◆ WHAT TO PRODUCE
For every line in the data below that contains "Error", copy the line.

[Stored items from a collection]
● ● ●
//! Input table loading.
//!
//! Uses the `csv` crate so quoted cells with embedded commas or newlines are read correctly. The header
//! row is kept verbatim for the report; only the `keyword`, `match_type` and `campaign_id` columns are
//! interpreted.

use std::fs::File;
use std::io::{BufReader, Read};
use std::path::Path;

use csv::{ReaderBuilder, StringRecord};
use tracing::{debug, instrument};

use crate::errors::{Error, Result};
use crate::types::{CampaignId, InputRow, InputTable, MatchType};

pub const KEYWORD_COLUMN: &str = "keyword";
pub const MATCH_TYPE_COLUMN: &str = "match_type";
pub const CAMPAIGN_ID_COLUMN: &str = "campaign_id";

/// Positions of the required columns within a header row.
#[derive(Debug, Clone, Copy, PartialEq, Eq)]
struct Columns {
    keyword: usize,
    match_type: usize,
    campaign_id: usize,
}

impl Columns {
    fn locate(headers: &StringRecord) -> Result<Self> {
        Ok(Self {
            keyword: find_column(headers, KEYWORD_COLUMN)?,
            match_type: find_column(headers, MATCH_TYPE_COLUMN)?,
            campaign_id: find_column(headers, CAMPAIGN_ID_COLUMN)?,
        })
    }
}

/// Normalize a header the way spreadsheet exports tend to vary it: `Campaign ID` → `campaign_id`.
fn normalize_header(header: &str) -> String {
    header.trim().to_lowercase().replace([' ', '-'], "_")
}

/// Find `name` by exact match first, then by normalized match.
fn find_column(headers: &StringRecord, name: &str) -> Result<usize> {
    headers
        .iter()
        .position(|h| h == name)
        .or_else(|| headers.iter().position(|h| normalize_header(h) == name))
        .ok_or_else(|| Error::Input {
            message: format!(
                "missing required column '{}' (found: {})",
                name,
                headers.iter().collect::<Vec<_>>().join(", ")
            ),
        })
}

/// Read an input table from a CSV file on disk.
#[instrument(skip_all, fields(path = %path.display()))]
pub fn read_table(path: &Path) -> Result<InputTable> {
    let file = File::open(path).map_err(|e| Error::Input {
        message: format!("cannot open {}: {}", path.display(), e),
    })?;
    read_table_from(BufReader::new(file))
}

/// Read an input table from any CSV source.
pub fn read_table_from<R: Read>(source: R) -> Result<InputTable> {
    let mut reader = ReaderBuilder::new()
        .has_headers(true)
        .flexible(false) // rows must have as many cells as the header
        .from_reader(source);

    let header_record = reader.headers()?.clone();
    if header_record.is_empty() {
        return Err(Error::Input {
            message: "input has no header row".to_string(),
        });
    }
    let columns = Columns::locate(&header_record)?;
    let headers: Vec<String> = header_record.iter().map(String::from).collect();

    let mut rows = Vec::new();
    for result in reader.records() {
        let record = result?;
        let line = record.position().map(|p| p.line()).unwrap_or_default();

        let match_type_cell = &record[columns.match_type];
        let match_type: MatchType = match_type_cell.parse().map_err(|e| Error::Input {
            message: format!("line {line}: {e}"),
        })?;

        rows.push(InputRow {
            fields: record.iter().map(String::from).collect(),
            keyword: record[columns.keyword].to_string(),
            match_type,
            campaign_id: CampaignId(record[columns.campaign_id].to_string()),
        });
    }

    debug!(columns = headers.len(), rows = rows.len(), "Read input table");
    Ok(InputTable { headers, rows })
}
● ● ●
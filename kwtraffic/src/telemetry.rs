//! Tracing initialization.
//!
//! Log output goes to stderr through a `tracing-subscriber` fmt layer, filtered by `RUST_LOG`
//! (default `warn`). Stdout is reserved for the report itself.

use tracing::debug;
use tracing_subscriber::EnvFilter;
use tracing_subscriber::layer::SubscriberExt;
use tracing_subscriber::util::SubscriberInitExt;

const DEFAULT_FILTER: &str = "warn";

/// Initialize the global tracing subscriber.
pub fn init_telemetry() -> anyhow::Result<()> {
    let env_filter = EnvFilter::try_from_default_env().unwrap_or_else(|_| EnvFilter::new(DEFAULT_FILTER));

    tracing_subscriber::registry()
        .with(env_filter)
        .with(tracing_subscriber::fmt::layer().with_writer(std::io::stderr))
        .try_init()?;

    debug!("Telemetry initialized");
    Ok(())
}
● ● ●
◆ RESPONSE TO THE TASK
use crate::errors::{Error, Result};
        .ok_or_else(|| Error::Input {
    let file = File::open(path).map_err(|e| Error::Input {
        return Err(Error::Input {
        let match_type: MatchType = match_type_cell.parse().map_err(|e| Error::Input {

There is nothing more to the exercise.